(Data entries)
----
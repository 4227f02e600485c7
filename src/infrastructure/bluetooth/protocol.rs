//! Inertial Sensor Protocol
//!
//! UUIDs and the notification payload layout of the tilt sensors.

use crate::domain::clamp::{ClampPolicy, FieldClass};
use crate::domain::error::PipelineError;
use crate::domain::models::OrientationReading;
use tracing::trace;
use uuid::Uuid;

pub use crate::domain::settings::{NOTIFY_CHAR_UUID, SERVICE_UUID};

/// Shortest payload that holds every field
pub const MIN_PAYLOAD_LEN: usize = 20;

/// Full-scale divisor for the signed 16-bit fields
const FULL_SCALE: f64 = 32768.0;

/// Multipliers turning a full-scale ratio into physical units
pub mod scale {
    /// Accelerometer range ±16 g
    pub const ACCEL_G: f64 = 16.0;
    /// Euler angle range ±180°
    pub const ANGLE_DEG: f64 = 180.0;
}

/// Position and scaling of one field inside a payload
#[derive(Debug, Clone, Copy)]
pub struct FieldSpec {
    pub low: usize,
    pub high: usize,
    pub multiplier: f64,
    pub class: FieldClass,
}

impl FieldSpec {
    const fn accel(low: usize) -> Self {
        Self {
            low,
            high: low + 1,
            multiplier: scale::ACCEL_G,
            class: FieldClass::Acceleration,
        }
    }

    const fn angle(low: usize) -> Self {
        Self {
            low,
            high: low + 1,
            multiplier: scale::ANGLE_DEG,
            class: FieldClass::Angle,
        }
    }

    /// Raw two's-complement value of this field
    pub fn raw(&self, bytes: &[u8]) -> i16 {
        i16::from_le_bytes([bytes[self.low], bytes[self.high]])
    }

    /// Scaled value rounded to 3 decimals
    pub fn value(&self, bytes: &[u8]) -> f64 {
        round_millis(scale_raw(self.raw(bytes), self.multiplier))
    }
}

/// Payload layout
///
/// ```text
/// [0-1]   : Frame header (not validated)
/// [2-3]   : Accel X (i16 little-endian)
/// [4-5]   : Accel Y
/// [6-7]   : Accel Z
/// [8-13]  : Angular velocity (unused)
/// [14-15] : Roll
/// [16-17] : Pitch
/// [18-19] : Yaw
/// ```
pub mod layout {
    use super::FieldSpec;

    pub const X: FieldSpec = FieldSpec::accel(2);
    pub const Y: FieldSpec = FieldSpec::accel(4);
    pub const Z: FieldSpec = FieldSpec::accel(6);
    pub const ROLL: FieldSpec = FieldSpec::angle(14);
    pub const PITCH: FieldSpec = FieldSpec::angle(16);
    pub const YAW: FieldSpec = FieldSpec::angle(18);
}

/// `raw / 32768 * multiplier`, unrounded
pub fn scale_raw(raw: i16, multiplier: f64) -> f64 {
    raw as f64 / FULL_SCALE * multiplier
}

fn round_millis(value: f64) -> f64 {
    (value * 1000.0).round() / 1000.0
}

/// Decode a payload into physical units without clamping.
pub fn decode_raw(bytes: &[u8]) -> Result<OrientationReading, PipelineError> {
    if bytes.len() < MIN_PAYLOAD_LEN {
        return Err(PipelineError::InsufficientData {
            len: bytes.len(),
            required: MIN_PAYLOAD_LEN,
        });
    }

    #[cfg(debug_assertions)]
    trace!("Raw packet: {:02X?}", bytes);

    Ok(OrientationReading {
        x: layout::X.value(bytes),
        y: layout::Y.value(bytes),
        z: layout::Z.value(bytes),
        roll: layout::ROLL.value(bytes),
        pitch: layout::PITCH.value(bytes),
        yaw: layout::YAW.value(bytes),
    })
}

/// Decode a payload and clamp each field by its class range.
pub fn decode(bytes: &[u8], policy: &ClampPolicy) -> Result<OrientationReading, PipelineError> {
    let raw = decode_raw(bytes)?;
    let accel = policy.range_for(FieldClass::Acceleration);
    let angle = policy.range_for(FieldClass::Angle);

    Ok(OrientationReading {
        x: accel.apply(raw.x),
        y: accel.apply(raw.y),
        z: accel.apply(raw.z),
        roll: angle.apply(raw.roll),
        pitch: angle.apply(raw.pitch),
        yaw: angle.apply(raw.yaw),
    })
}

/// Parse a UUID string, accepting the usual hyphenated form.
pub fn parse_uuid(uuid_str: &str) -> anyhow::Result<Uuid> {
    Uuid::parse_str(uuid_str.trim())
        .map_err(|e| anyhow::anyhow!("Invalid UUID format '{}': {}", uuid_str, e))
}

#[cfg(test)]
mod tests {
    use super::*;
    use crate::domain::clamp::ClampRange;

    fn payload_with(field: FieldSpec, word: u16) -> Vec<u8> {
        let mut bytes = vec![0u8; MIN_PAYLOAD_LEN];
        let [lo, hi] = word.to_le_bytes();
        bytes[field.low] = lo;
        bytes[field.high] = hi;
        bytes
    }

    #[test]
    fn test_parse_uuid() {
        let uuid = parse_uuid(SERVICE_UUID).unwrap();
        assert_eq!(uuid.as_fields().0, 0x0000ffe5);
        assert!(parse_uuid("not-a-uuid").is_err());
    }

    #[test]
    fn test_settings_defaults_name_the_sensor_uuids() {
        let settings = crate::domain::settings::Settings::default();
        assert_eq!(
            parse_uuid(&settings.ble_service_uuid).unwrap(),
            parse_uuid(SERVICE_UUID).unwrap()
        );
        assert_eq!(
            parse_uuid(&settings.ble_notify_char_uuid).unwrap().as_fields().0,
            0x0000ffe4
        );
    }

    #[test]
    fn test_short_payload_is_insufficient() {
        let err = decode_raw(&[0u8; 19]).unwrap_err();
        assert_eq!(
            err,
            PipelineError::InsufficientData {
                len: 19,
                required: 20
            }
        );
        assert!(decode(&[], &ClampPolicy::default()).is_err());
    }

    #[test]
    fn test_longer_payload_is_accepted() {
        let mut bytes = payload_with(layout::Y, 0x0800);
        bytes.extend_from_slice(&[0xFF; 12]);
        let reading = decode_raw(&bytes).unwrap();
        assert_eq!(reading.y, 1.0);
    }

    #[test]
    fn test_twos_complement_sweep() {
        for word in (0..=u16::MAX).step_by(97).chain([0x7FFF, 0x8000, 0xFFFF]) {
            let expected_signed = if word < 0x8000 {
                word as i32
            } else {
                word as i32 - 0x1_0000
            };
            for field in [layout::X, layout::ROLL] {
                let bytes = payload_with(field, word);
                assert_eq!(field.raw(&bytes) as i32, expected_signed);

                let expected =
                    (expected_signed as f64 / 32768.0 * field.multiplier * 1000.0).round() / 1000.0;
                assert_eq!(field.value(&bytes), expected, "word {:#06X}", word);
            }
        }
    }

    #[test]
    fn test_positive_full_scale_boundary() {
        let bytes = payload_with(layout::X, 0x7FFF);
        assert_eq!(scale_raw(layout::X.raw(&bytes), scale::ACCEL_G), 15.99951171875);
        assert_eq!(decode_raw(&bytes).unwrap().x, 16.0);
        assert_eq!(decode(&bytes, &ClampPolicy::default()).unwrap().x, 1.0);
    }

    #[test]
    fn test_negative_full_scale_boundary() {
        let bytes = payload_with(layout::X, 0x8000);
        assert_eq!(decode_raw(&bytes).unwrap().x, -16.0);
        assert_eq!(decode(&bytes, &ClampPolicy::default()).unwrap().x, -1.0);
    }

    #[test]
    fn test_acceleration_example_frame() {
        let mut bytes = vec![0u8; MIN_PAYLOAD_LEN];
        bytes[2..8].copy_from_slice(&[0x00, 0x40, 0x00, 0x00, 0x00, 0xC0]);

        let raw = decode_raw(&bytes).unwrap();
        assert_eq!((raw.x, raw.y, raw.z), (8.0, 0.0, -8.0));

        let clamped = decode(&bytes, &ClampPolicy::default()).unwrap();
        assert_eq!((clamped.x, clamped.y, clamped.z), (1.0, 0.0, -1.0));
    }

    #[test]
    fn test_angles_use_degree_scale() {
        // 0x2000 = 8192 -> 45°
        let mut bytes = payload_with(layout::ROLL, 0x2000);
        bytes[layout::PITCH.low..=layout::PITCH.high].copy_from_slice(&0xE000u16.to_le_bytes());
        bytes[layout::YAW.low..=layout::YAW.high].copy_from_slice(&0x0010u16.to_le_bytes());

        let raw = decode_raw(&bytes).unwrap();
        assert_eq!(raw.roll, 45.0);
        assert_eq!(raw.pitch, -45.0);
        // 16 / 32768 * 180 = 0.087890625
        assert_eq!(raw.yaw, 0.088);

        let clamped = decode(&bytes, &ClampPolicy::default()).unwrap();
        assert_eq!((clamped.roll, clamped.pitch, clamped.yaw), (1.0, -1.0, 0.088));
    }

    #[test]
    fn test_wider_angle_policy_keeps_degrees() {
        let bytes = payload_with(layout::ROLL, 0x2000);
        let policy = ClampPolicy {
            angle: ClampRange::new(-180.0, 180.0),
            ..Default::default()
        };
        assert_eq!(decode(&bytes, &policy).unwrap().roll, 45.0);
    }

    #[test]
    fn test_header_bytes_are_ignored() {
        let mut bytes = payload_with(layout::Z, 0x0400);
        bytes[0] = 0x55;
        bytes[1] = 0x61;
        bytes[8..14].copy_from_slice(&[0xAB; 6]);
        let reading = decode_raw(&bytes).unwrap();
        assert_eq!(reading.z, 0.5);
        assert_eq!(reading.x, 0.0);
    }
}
----
With the line containing "bytes[8..14].copy_from_slice(&[0xAB; 6]);" as the first and the final line of the records as the last, copy that span exactly and nothing more.

:: Solved exercise ::
        bytes[8..14].copy_from_slice(&[0xAB; 6]);
        let reading = decode_raw(&bytes).unwrap();
        assert_eq!(reading.z, 0.5);
        assert_eq!(reading.x, 0.0);
    }
}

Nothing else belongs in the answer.